The entries must be retyped exactly, down to the last line.

Segment Open

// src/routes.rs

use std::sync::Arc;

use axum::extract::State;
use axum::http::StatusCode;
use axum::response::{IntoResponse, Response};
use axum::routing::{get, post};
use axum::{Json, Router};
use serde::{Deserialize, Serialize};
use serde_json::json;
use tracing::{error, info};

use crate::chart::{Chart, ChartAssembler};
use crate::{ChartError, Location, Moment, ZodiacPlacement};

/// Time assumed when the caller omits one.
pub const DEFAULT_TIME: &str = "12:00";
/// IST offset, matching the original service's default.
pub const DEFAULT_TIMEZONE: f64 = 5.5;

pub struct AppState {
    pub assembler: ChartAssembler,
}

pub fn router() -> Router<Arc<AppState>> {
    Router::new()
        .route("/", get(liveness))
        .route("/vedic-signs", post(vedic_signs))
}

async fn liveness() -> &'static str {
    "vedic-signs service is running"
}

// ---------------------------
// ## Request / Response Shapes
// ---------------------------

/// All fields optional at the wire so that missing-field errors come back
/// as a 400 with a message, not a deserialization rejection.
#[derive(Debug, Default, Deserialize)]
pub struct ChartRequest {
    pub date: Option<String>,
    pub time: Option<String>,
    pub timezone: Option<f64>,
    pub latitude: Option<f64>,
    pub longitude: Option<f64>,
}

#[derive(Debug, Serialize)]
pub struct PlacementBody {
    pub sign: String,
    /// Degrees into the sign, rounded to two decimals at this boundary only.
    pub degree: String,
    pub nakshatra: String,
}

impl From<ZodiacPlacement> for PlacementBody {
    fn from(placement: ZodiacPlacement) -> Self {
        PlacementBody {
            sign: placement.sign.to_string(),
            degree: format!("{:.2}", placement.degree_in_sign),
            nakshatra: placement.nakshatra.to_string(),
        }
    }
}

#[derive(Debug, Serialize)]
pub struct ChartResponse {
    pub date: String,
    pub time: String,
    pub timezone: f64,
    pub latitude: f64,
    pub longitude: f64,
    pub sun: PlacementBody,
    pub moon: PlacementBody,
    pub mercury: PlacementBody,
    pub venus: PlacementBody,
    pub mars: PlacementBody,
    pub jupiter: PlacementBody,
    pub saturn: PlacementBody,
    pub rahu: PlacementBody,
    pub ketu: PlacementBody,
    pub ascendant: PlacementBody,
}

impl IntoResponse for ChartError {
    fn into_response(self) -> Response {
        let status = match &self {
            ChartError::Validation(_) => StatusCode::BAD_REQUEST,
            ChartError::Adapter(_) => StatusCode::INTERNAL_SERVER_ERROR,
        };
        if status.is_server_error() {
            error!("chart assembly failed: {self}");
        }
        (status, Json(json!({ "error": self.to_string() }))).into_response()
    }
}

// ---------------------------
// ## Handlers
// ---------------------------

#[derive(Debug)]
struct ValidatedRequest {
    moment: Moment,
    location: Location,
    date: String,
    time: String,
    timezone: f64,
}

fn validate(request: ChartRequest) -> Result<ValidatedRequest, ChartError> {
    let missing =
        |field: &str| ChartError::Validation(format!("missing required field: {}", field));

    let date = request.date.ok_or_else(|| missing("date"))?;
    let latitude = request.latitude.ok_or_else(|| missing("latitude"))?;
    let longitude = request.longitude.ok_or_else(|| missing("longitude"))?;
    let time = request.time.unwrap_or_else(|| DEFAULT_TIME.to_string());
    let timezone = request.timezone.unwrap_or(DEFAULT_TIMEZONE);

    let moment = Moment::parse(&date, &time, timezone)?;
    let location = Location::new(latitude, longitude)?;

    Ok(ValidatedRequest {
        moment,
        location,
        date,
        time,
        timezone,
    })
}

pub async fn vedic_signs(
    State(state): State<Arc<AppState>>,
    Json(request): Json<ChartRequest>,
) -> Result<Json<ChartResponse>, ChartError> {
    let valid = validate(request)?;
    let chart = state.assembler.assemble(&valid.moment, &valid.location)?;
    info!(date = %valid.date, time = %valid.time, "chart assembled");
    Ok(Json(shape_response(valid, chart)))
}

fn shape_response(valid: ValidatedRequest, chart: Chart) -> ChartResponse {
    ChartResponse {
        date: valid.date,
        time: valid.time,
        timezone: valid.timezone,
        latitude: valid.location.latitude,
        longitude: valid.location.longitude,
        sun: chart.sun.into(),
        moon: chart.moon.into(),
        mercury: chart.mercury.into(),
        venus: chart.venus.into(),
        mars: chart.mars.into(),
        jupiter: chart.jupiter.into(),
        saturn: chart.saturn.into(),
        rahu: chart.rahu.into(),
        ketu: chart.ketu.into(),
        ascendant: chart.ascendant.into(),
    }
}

Segment Closed

Reply:
// src/routes.rs

use std::sync::Arc;

use axum::extract::State;
use axum::http::StatusCode;
use axum::response::{IntoResponse, Response};
use axum::routing::{get, post};
use axum::{Json, Router};
use serde::{Deserialize, Serialize};
use serde_json::json;
use tracing::{error, info};

use crate::chart::{Chart, ChartAssembler};
use crate::{ChartError, Location, Moment, ZodiacPlacement};

/// Time assumed when the caller omits one.
pub const DEFAULT_TIME: &str = "12:00";
/// IST offset, matching the original service's default.
pub const DEFAULT_TIMEZONE: f64 = 5.5;

pub struct AppState {
    pub assembler: ChartAssembler,
}

pub fn router() -> Router<Arc<AppState>> {
    Router::new()
        .route("/", get(liveness))
        .route("/vedic-signs", post(vedic_signs))
}

async fn liveness() -> &'static str {
    "vedic-signs service is running"
}

// ---------------------------
// ## Request / Response Shapes
// ---------------------------

/// All fields optional at the wire so that missing-field errors come back
/// as a 400 with a message, not a deserialization rejection.
#[derive(Debug, Default, Deserialize)]
pub struct ChartRequest {
    pub date: Option<String>,
    pub time: Option<String>,
    pub timezone: Option<f64>,
    pub latitude: Option<f64>,
    pub longitude: Option<f64>,
}

#[derive(Debug, Serialize)]
pub struct PlacementBody {
    pub sign: String,
    /// Degrees into the sign, rounded to two decimals at this boundary only.
    pub degree: String,
    pub nakshatra: String,
}

impl From<ZodiacPlacement> for PlacementBody {
    fn from(placement: ZodiacPlacement) -> Self {
        PlacementBody {
            sign: placement.sign.to_string(),
            degree: format!("{:.2}", placement.degree_in_sign),
            nakshatra: placement.nakshatra.to_string(),
        }
    }
}

#[derive(Debug, Serialize)]
pub struct ChartResponse {
    pub date: String,
    pub time: String,
    pub timezone: f64,
    pub latitude: f64,
    pub longitude: f64,
    pub sun: PlacementBody,
    pub moon: PlacementBody,
    pub mercury: PlacementBody,
    pub venus: PlacementBody,
    pub mars: PlacementBody,
    pub jupiter: PlacementBody,
    pub saturn: PlacementBody,
    pub rahu: PlacementBody,
    pub ketu: PlacementBody,
    pub ascendant: PlacementBody,
}

impl IntoResponse for ChartError {
    fn into_response(self) -> Response {
        let status = match &self {
            ChartError::Validation(_) => StatusCode::BAD_REQUEST,
            ChartError::Adapter(_) => StatusCode::INTERNAL_SERVER_ERROR,
        };
        if status.is_server_error() {
            error!("chart assembly failed: {self}");
        }
        (status, Json(json!({ "error": self.to_string() }))).into_response()
    }
}

// ---------------------------
// ## Handlers
// ---------------------------

#[derive(Debug)]
struct ValidatedRequest {
    moment: Moment,
    location: Location,
    date: String,
    time: String,
    timezone: f64,
}

fn validate(request: ChartRequest) -> Result<ValidatedRequest, ChartError> {
    let missing =
        |field: &str| ChartError::Validation(format!("missing required field: {}", field));

    let date = request.date.ok_or_else(|| missing("date"))?;
    let latitude = request.latitude.ok_or_else(|| missing("latitude"))?;
    let longitude = request.longitude.ok_or_else(|| missing("longitude"))?;
    let time = request.time.unwrap_or_else(|| DEFAULT_TIME.to_string());
    let timezone = request.timezone.unwrap_or(DEFAULT_TIMEZONE);

    let moment = Moment::parse(&date, &time, timezone)?;
    let location = Location::new(latitude, longitude)?;

    Ok(ValidatedRequest {
        moment,
        location,
        date,
        time,
        timezone,
    })
}

pub async fn vedic_signs(
    State(state): State<Arc<AppState>>,
    Json(request): Json<ChartRequest>,
) -> Result<Json<ChartResponse>, ChartError> {
    let valid = validate(request)?;
    let chart = state.assembler.assemble(&valid.moment, &valid.location)?;
    info!(date = %valid.date, time = %valid.time, "chart assembled");
    Ok(Json(shape_response(valid, chart)))
}

fn shape_response(valid: ValidatedRequest, chart: Chart) -> ChartResponse {
    ChartResponse {
        date: valid.date,
        time: valid.time,
        timezone: valid.timezone,
        latitude: valid.location.latitude,
        longitude: valid.location.longitude,
        sun: chart.sun.into(),
        moon: chart.moon.into(),
        mercury: chart.mercury.into(),
        venus: chart.venus.into(),
        mars: chart.mars.into(),
        jupiter: chart.jupiter.into(),
        saturn: chart.saturn.into(),
        rahu: chart.rahu.into(),
        ketu: chart.ketu.into(),
        ascendant: chart.ascendant.into(),
    }
}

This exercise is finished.